At least one record of culturable bacterial 16S rRNA gene sequence was retrieved from each of the 13 predefined geographical sectors (Table 1). However, the sampling intensity across the different sectors was very inconsistent. This was especially the case for the Palmer and South Sandwich Islands sectors, each of which contained only a single lat/long cluster, including a total of only 8 sequences. Relatively higher sampling intensity was available for the Scott, Graham, Enderby and South Shetland Islands sectors (Fig. 2), which together accounted for more than 60 % of the total sequences in our database. However, even for the best-studied area (Scott Sector), the lat/long boxes with at least one record covered <30 % of the ice-free area (estimated based on Peat et al. 2007, Table 1).

Table 1 Number of 16S rRNA gene sequences present in the database constructed from each of the 13 conventional geographical sectors of Antarctica (see Fig. 2), and two islands in the sub-Antarctic

Approximately 26 % of the sequences included in the database were “novel” to Antarctica based on our definition of novelty (see “Materials and methods”). The highest percentage of sequence novelty was observed in the sub-Antarctic (33 %), followed by the maritime Antarctic (28 %) and continental Antarctica (27 %) (Table 1).
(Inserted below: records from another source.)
//! Named repository groups, computed as views over the registry.

use std::path::Path;

use crate::registry::{all_repos, get_repo_by_id, Repo, PLATFORM_REPOS, PLUGIN_REPOS};

/// Every valid `-r` group name, in the order `list-repos` presents them.
pub const GROUP_NAMES: &[&str] = &[
    "all",
    "platform",
    "plugins",
    "active-platform",
    "release-repos",
    "cadence",
    "auto",
];

// Repos that ride along with the active platforms on the release cadence.
const CADENCE_EXTRA_IDS: &[&str] = &["cli", "js", "mobile-spec", "app-hello-world", "docs"];

/// Resolves a group name to its member repositories, in registry order.
///
/// Unknown names return `None` so callers can tell a typo apart from an
/// empty group. Group names are case-sensitive.
pub fn repo_group(name: &str) -> Option<Vec<&'static Repo>> {
    match name {
        "all" => Some(all_repos()),
        "platform" => Some(PLATFORM_REPOS.iter().collect()),
        "plugins" => Some(PLUGIN_REPOS.iter().collect()),
        "active-platform" => Some(active_platform_repos()),
        "release-repos" => Some(all_repos().into_iter().filter(|r| !r.inactive).collect()),
        "cadence" => Some(cadence_repos()),
        "auto" => Some(auto_repos()),
        _ => None,
    }
}

fn active_platform_repos() -> Vec<&'static Repo> {
    PLATFORM_REPOS.iter().filter(|r| !r.inactive).collect()
}

fn cadence_repos() -> Vec<&'static Repo> {
    let mut repos = active_platform_repos();
    for id in CADENCE_EXTRA_IDS {
        // The registry is static, so a miss here is a defect in the catalog.
        let repo = get_repo_by_id(id, None)
            .unwrap_or_else(|| panic!("registry is missing cadence repo: {id}"));
        repos.push(repo);
    }
    repos
}

/// Registry repos whose directory exists under the current working
/// directory. Recomputed from the filesystem on every call; never cached, so
/// a clone performed mid-run shows up in the next access.
fn auto_repos() -> Vec<&'static Repo> {
    all_repos()
        .into_iter()
        .filter(|r| Path::new(r.repo_name).is_dir())
        .collect()
}

#[cfg(test)]
mod tests {
    use super::*;
    use crate::registry::{NON_PLATFORM_REPOS, OTHER_REPOS};

    #[test]
    fn unknown_group_is_none() {
        assert!(repo_group("no-such-group").is_none());
        // Case-sensitive on purpose.
        assert!(repo_group("All").is_none());
    }

    #[test]
    fn all_preserves_category_declaration_order() {
        let repos = repo_group("all").expect("built-in group");
        let expected_len = PLATFORM_REPOS.len()
            + NON_PLATFORM_REPOS.len()
            + PLUGIN_REPOS.len()
            + OTHER_REPOS.len();
        assert_eq!(repos.len(), expected_len);

        let mut offset = 0;
        for category in [PLATFORM_REPOS, NON_PLATFORM_REPOS, PLUGIN_REPOS, OTHER_REPOS] {
            for (i, repo) in category.iter().enumerate() {
                assert_eq!(repos[offset + i].id, repo.id);
            }
            offset += category.len();
        }
    }

    #[test]
    fn platform_and_plugins_match_their_categories() {
        let platform = repo_group("platform").expect("built-in group");
        assert_eq!(platform.len(), PLATFORM_REPOS.len());
        let plugins = repo_group("plugins").expect("built-in group");
        assert_eq!(plugins.len(), PLUGIN_REPOS.len());
    }

    #[test]
    fn active_groups_exclude_inactive_repos() {
        for name in ["active-platform", "release-repos"] {
            let repos = repo_group(name).expect("built-in group");
            assert!(!repos.is_empty());
            assert!(
                repos.iter().all(|r| !r.inactive),
                "{name} contains an inactive repo"
            );
        }
    }

    #[test]
    fn cadence_is_active_platforms_plus_release_tooling() {
        let cadence = repo_group("cadence").expect("built-in group");
        let active = repo_group("active-platform").expect("built-in group");
        assert_eq!(cadence.len(), active.len() + CADENCE_EXTRA_IDS.len());
        for (repo, id) in cadence[active.len()..].iter().zip(CADENCE_EXTRA_IDS) {
            assert_eq!(repo.id, *id);
        }
    }
}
Genera-specific spatial pattern and sequence novelty

A total of 157 different genera were resolved from our database, and 12 % of the genera contributed more than 1 % of the sequences in the database (Table S2). Among them, the most widespread genera were identified as Arthrobacter, Brevundimonas, Flavobacterium, Psychrobacter, Pseudomonas and Sphingomonas, together contributing c. 37 % of the total records in database.

Flavobacterium

In Antarctica, Flavobacterium is generally isolated from aquatic sources such as benthic microbial mats and freshwater lakes (Pearce et al. 2003; Van Trappen et al. 2004), and habitats influenced by marine vertebrates such as penguin rookeries (Yi et al. 2005). They are capable of degrading high molecular mass organic matter in cold environments and are prevalent in penguin guano mineralisation processes (Zdanowski et al. 2005; Van Trappen 2009). Further, several strains of Antarctic Flavobacterium are able to express antibacterial activities and may play a role in maintaining community stability (Rojas et al. 2009).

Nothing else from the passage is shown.